Task objective |
Set down all of the records word for word.

Provided data |

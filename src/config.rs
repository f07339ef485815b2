use crate::error::VerifyError;
use crate::reputation::ReputationTable;
use serde::Deserialize;
use std::env;
use std::fs;
use std::path::{Path, PathBuf};
use std::time::Duration;

pub const DEFAULT_MODEL: &str = "gpt-4o";
pub const DEFAULT_GENERATION_TIMEOUT_SECS: u64 = 45;

/// Highest-trust domains: government and certified fact-checkers.
pub const GOLDEN_DOMAINS: [&str; 4] = ["pib.gov", "boomlive.in", "factly.in", "altnews.in"];

/// Credible mainstream outlets.
pub const CONSENSUS_DOMAINS: [&str; 5] = [
    "thehindu.com",
    "indianexpress.com",
    "reuters.com",
    "apnews.com",
    "aniin.com",
];

/// Read-only trust configuration shared by every run.
///
/// Entries of the two domain lists are matched as substrings of the
/// lowercased URL, so `pib.gov` also covers `pib.gov.in`.
#[derive(Clone, Debug, Deserialize)]
pub struct SourcePolicy {
    pub golden: Vec<String>,
    pub consensus: Vec<String>,
    #[serde(default)]
    pub reputation: ReputationTable,
}

impl Default for SourcePolicy {
    fn default() -> Self {
        Self {
            golden: GOLDEN_DOMAINS.iter().map(|d| d.to_string()).collect(),
            consensus: CONSENSUS_DOMAINS.iter().map(|d| d.to_string()).collect(),
            reputation: ReputationTable::default(),
        }
    }
}

impl SourcePolicy {
    pub fn from_toml_str(raw: &str) -> Result<Self, VerifyError> {
        let mut policy: SourcePolicy =
            toml::from_str(raw).map_err(|e| VerifyError::Config(e.to_string()))?;
        policy.golden = normalize_domains(policy.golden);
        policy.consensus = normalize_domains(policy.consensus);
        Ok(policy)
    }

    pub fn from_path(path: impl AsRef<Path>) -> Result<Self, VerifyError> {
        let path = path.as_ref();
        let raw = fs::read_to_string(path)
            .map_err(|e| VerifyError::Config(format!("{}: {}", path.display(), e)))?;
        Self::from_toml_str(&raw)
    }
}

fn normalize_domains(domains: Vec<String>) -> Vec<String> {
    domains
        .into_iter()
        .map(|d| d.trim().to_lowercase())
        .filter(|d| !d.is_empty())
        .collect()
}

/// Process settings, read from the environment (and `.env` via dotenv in the binaries).
#[derive(Clone, Debug)]
pub struct Settings {
    pub search_api_key: Option<String>,
    pub llm_api_key: Option<String>,
    pub llm_api_base: Option<String>,
    pub model: String,
    pub generation_timeout: Duration,
    pub policy_path: Option<PathBuf>,
}

impl Default for Settings {
    fn default() -> Self {
        Self {
            search_api_key: None,
            llm_api_key: None,
            llm_api_base: None,
            model: DEFAULT_MODEL.to_string(),
            generation_timeout: Duration::from_secs(DEFAULT_GENERATION_TIMEOUT_SECS),
            policy_path: None,
        }
    }
}

impl Settings {
    pub fn from_env() -> Result<Self, VerifyError> {
        let timeout_secs = match env::var("FAIRGPT_GENERATION_TIMEOUT_SECS") {
            Ok(raw) => raw.trim().parse::<u64>().map_err(|_| {
                VerifyError::Config(format!("FAIRGPT_GENERATION_TIMEOUT_SECS is not a number: {raw}"))
            })?,
            Err(_) => DEFAULT_GENERATION_TIMEOUT_SECS,
        };

        Ok(Self {
            search_api_key: env::var("TAVILY_API_KEY").ok().filter(|k| valid_api_key(k)),
            llm_api_key: env::var("OPENAI_API_KEY").ok().filter(|k| valid_api_key(k)),
            llm_api_base: env::var("OPENAI_API_BASE").ok().filter(|b| !b.trim().is_empty()),
            model: env::var("OPENAI_MODEL").unwrap_or_else(|_| DEFAULT_MODEL.to_string()),
            generation_timeout: Duration::from_secs(timeout_secs),
            policy_path: env::var("FAIRGPT_POLICY_PATH").ok().map(PathBuf::from),
        })
    }

    pub fn load_policy(&self) -> Result<SourcePolicy, VerifyError> {
        match &self.policy_path {
            Some(path) => SourcePolicy::from_path(path),
            None => Ok(SourcePolicy::default()),
        }
    }
}

/// Rejects empty keys and `sk-...`-style placeholders.
pub fn valid_api_key(key: &str) -> bool {
    let trimmed = key.trim();
    !trimmed.is_empty() && !trimmed.contains("...")
}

Exercise response |
filename src/config.rs
repository f07339ef485815b2
use crate::error::VerifyError;
use crate::reputation::ReputationTable;
use serde::Deserialize;
use std::env;
use std::fs;
use std::path::{Path, PathBuf};
use std::time::Duration;

pub const DEFAULT_MODEL: &str = "gpt-4o";
pub const DEFAULT_GENERATION_TIMEOUT_SECS: u64 = 45;

/// Highest-trust domains: government and certified fact-checkers.
pub const GOLDEN_DOMAINS: [&str; 4] = ["pib.gov", "boomlive.in", "factly.in", "altnews.in"];

/// Credible mainstream outlets.
pub const CONSENSUS_DOMAINS: [&str; 5] = [
    "thehindu.com",
    "indianexpress.com",
    "reuters.com",
    "apnews.com",
    "aniin.com",
];

/// Read-only trust configuration shared by every run.
///
/// Entries of the two domain lists are matched as substrings of the
/// lowercased URL, so `pib.gov` also covers `pib.gov.in`.
#[derive(Clone, Debug, Deserialize)]
pub struct SourcePolicy {
    pub golden: Vec<String>,
    pub consensus: Vec<String>,
    #[serde(default)]
    pub reputation: ReputationTable,
}

impl Default for SourcePolicy {
    fn default() -> Self {
        Self {
            golden: GOLDEN_DOMAINS.iter().map(|d| d.to_string()).collect(),
            consensus: CONSENSUS_DOMAINS.iter().map(|d| d.to_string()).collect(),
            reputation: ReputationTable::default(),
        }
    }
}

impl SourcePolicy {
    pub fn from_toml_str(raw: &str) -> Result<Self, VerifyError> {
        let mut policy: SourcePolicy =
            toml::from_str(raw).map_err(|e| VerifyError::Config(e.to_string()))?;
        policy.golden = normalize_domains(policy.golden);
        policy.consensus = normalize_domains(policy.consensus);
        Ok(policy)
    }

    pub fn from_path(path: impl AsRef<Path>) -> Result<Self, VerifyError> {
        let path = path.as_ref();
        let raw = fs::read_to_string(path)
            .map_err(|e| VerifyError::Config(format!("{}: {}", path.display(), e)))?;
        Self::from_toml_str(&raw)
    }
}

fn normalize_domains(domains: Vec<String>) -> Vec<String> {
    domains
        .into_iter()
        .map(|d| d.trim().to_lowercase())
        .filter(|d| !d.is_empty())
        .collect()
}

/// Process settings, read from the environment (and `.env` via dotenv in the binaries).
#[derive(Clone, Debug)]
pub struct Settings {
    pub search_api_key: Option<String>,
    pub llm_api_key: Option<String>,
    pub llm_api_base: Option<String>,
    pub model: String,
    pub generation_timeout: Duration,
    pub policy_path: Option<PathBuf>,
}

impl Default for Settings {
    fn default() -> Self {
        Self {
            search_api_key: None,
            llm_api_key: None,
            llm_api_base: None,
            model: DEFAULT_MODEL.to_string(),
            generation_timeout: Duration::from_secs(DEFAULT_GENERATION_TIMEOUT_SECS),
            policy_path: None,
        }
    }
}

impl Settings {
    pub fn from_env() -> Result<Self, VerifyError> {
        let timeout_secs = match env::var("FAIRGPT_GENERATION_TIMEOUT_SECS") {
            Ok(raw) => raw.trim().parse::<u64>().map_err(|_| {
                VerifyError::Config(format!("FAIRGPT_GENERATION_TIMEOUT_SECS is not a number: {raw}"))
            })?,
            Err(_) => DEFAULT_GENERATION_TIMEOUT_SECS,
        };

        Ok(Self {
            search_api_key: env::var("TAVILY_API_KEY").ok().filter(|k| valid_api_key(k)),
            llm_api_key: env::var("OPENAI_API_KEY").ok().filter(|k| valid_api_key(k)),
            llm_api_base: env::var("OPENAI_API_BASE").ok().filter(|b| !b.trim().is_empty()),
            model: env::var("OPENAI_MODEL").unwrap_or_else(|_| DEFAULT_MODEL.to_string()),
            generation_timeout: Duration::from_secs(timeout_secs),
            policy_path: env::var("FAIRGPT_POLICY_PATH").ok().map(PathBuf::from),
        })
    }

    pub fn load_policy(&self) -> Result<SourcePolicy, VerifyError> {
        match &self.policy_path {
            Some(path) => SourcePolicy::from_path(path),
            None => Ok(SourcePolicy::default()),
        }
    }
}

/// Rejects empty keys and `sk-...`-style placeholders.
pub fn valid_api_key(key: &str) -> bool {
    let trimmed = key.trim();
    !trimmed.is_empty() && !trimmed.contains("...")
}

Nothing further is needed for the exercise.